* [Instructions for the task] Look through the listing below and give the number of lines that hold "output". Say nothing more.

* [Provided data]
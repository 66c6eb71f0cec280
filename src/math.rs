//! Scalar helpers shared by every motion.

/// Bell curve over a signed or unsigned distance:
/// `baseline + amplitude * exp(-distance^2 * falloff)`.
pub fn gaussian_weight(distance: f64, amplitude: f64, falloff: f64, baseline: f64) -> f64 {
    baseline + amplitude * (-distance * distance * falloff).exp()
}

/// Deterministic hash-like value in `[0, 1)` from `frac(sin(seed) * 10000)`.
///
/// Not a random number generator. Identical seeds always give identical
/// output, and nearby seeds are not guaranteed to decorrelate.
pub fn pseudo_random(seed: f64) -> f64 {
    let x = seed.sin() * 10_000.0;
    let frac = x - x.floor();
    // floor() on a large negative value can round the difference up to 1.0.
    if frac >= 1.0 {
        0.0
    } else {
        frac
    }
}

/// Hermite ease `x^2 (3 - 2x)`.
pub fn smoothstep(x: f64) -> f64 {
    x * x * (3.0 - 2.0 * x)
}

/// Linear remap of `value` from `[in_min, in_max]` to `[out_min, out_max]`.
/// Values outside the input range extrapolate.
pub fn remap(value: f64, in_min: f64, in_max: f64, out_min: f64, out_max: f64) -> f64 {
    out_min + (value - in_min) / (in_max - in_min) * (out_max - out_min)
}

/// [`remap`] followed by a clamp into the output range.
pub fn remap_clamped(value: f64, in_min: f64, in_max: f64, out_min: f64, out_max: f64) -> f64 {
    let mapped = remap(value, in_min, in_max, out_min, out_max);
    let (low, high) = if out_min <= out_max {
        (out_min, out_max)
    } else {
        (out_max, out_min)
    };
    mapped.clamp(low, high)
}

#[cfg(test)]
mod tests {
    use super::{gaussian_weight, pseudo_random, remap, remap_clamped, smoothstep};

    #[test]
    fn gaussian_peaks_at_zero_distance() {
        assert_eq!(gaussian_weight(0.0, 4.0, 0.5, 1.0), 5.0);
        assert_eq!(gaussian_weight(0.0, 5.0, 0.4, 2.5), 7.5);
    }

    #[test]
    fn gaussian_is_symmetric_and_decays_to_baseline() {
        for distance in [0.25, 1.0, 2.5, 7.0] {
            assert_eq!(
                gaussian_weight(distance, 4.0, 1.5, 1.0),
                gaussian_weight(-distance, 4.0, 1.5, 1.0)
            );
        }
        let far = gaussian_weight(40.0, 4.0, 1.5, 1.0);
        assert!((far - 1.0).abs() < 1e-12);
    }

    #[test]
    fn smoothstep_endpoints_and_midpoint() {
        assert_eq!(smoothstep(0.0), 0.0);
        assert_eq!(smoothstep(1.0), 1.0);
        assert_eq!(smoothstep(0.5), 0.5);
    }

    #[test]
    fn smoothstep_is_monotonic_on_unit_interval() {
        let mut previous = smoothstep(0.0);
        for step in 1..=1000 {
            let value = smoothstep(step as f64 / 1000.0);
            assert!(value >= previous, "smoothstep decreased at step {step}");
            previous = value;
        }
    }

    #[test]
    fn pseudo_random_is_reproducible_and_in_unit_range() {
        for step in 0..500 {
            let seed = step as f64 * 123.456;
            let first = pseudo_random(seed);
            assert_eq!(first, pseudo_random(seed));
            assert!((0.0..1.0).contains(&first), "seed {seed} gave {first}");
        }
    }

    #[test]
    fn remap_extrapolates_and_clamped_variant_saturates() {
        assert!((remap(5.5, 1.0, 10.0, 0.3, 2.2) - 1.25).abs() < 1e-12);
        assert!(remap(20.0, 1.0, 10.0, 0.3, 2.2) > 2.2);
        assert_eq!(remap_clamped(3.0, 0.3, 2.2, 0.0, 1.0), 1.0);
        assert_eq!(remap_clamped(-1.0, 0.3, 2.2, 0.0, 1.0), 0.0);
    }
}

* [Solution below] 2